HOW TO COMPLETE THIS TASK =>
Lines after the one containing "use crate::theme::ThemeColors;" are to be omitted; print exactly each line from the start of the records up to and including it.

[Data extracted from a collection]
[Start of section]

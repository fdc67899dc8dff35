use ratatui::{
    buffer::Buffer,
    layout::Rect,
    style::{Modifier, Style},
    text::{Line, Span},
    widgets::{Block, Widget},
};

use crate::components::grid::truncate;
use crate::components::icons;
use crate::folder::item::ItemKind;
use crate::folder::selection::Selection;
use crate::folder::tree::{ItemTree, Row};
use crate::theme::ThemeColors;

/// Width of the right-hand "modified" column.
const DATE_WIDTH: usize = 16;
/// Width of the comment count column.
const COMMENTS_WIDTH: usize = 5;

/// List view: one line per item with name, comment count and modified date.
pub struct ListWidget<'a> {
    rows: &'a [Row],
    tree: &'a ItemTree,
    selection: &'a Selection,
    focus: usize,
    scroll: usize,
    theme: &'a ThemeColors,
    use_icons: bool,
    block: Option<Block<'a>>,
}

impl<'a> ListWidget<'a> {
    pub fn new(
        rows: &'a [Row],
        tree: &'a ItemTree,
        selection: &'a Selection,
        theme: &'a ThemeColors,
    ) -> Self {
        Self {
            rows,
            tree,
            selection,
            focus: 0,
            scroll: 0,
            theme,
            use_icons: true,
            block: None,
        }
    }

    pub fn focus(mut self, focus: usize) -> Self {
        self.focus = focus;
        self
    }

    pub fn scroll(mut self, scroll: usize) -> Self {
        self.scroll = scroll;
        self
    }

    pub fn use_icons(mut self, use_icons: bool) -> Self {
        self.use_icons = use_icons;
        self
    }

    pub fn block(mut self, block: Block<'a>) -> Self {
        self.block = Some(block);
        self
    }

    fn columns(&self, row: &Row) -> (String, String) {
        let Some(item) = self.tree.find_by_id(&row.id) else {
            return (String::new(), String::new());
        };
        let comments = if item.comment_count > 0 {
            format!("💬{}", item.comment_count)
        } else {
            String::new()
        };
        let modified = item
            .updated_at
            .or(item.created_at)
            .map(|t| t.format("%Y-%m-%d %H:%M").to_string())
            .unwrap_or_default();
        (comments, modified)
    }
}

impl Widget for ListWidget<'_> {
    fn render(self, area: Rect, buf: &mut Buffer) {
        let inner = match &self.block {
            Some(block) => {
                let inner = block.inner(area);
                block.clone().render(area, buf);
                inner
            }
            None => area,
        };
        if self.rows.is_empty() || inner.height == 0 || inner.width == 0 {
            return;
        }

        let width = inner.width as usize;
        // Metadata columns only when there is room for a usable name column.
        let show_meta = width >= DATE_WIDTH + COMMENTS_WIDTH + 20;
        let name_width = if show_meta {
            width - DATE_WIDTH - COMMENTS_WIDTH - 2
        } else {
            width
        };

        let visible = self
            .rows
            .iter()
            .enumerate()
            .skip(self.scroll)
            .take(inner.height as usize);

        for (line, (index, row)) in visible.enumerate() {
            let selected = self.selection.contains(&row.id);
            let mut style = Style::default().fg(icons::item_color(row, self.theme));
            if row.kind == ItemKind::Folder {
                style = style.add_modifier(Modifier::BOLD);
            }
            if selected {
                style = style
                    .bg(self.theme.selected_bg)
                    .fg(self.theme.selected_fg)
                    .add_modifier(Modifier::BOLD);
            } else if index == self.focus {
                style = style.bg(self.theme.focus_bg);
            }

            let marker = if selected { "● " } else { "" };
            let label = format!(
                "{}{}{}",
                marker,
                icons::indicator(row, self.use_icons),
                row.name
            );
            let mut spans = vec![Span::styled(
                format!("{:<width$}", truncate(&label, name_width), width = name_width),
                style,
            )];

            if show_meta {
                let (comments, modified) = self.columns(row);
                let meta_style = if selected {
                    style
                } else {
                    Style::default().fg(self.theme.dim_fg)
                };
                spans.push(Span::styled(
                    format!(" {:>width$}", comments, width = COMMENTS_WIDTH),
                    meta_style,
                ));
                spans.push(Span::styled(
                    format!(" {:>width$}", modified, width = DATE_WIDTH),
                    meta_style,
                ));
            }

            buf.set_line(
                inner.x,
                inner.y + line as u16,
                &Line::from(spans),
                inner.width,
            );
        }
    }
}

[End of section]

RESPONSE BOX =>
repository fdc67899dc8dff35
use ratatui::{
    buffer::Buffer,
    layout::Rect,
    style::{Modifier, Style},
    text::{Line, Span},
    widgets::{Block, Widget},
};

use crate::components::grid::truncate;
use crate::components::icons;
use crate::folder::item::ItemKind;
use crate::folder::selection::Selection;
use crate::folder::tree::{ItemTree, Row};
use crate::theme::ThemeColors;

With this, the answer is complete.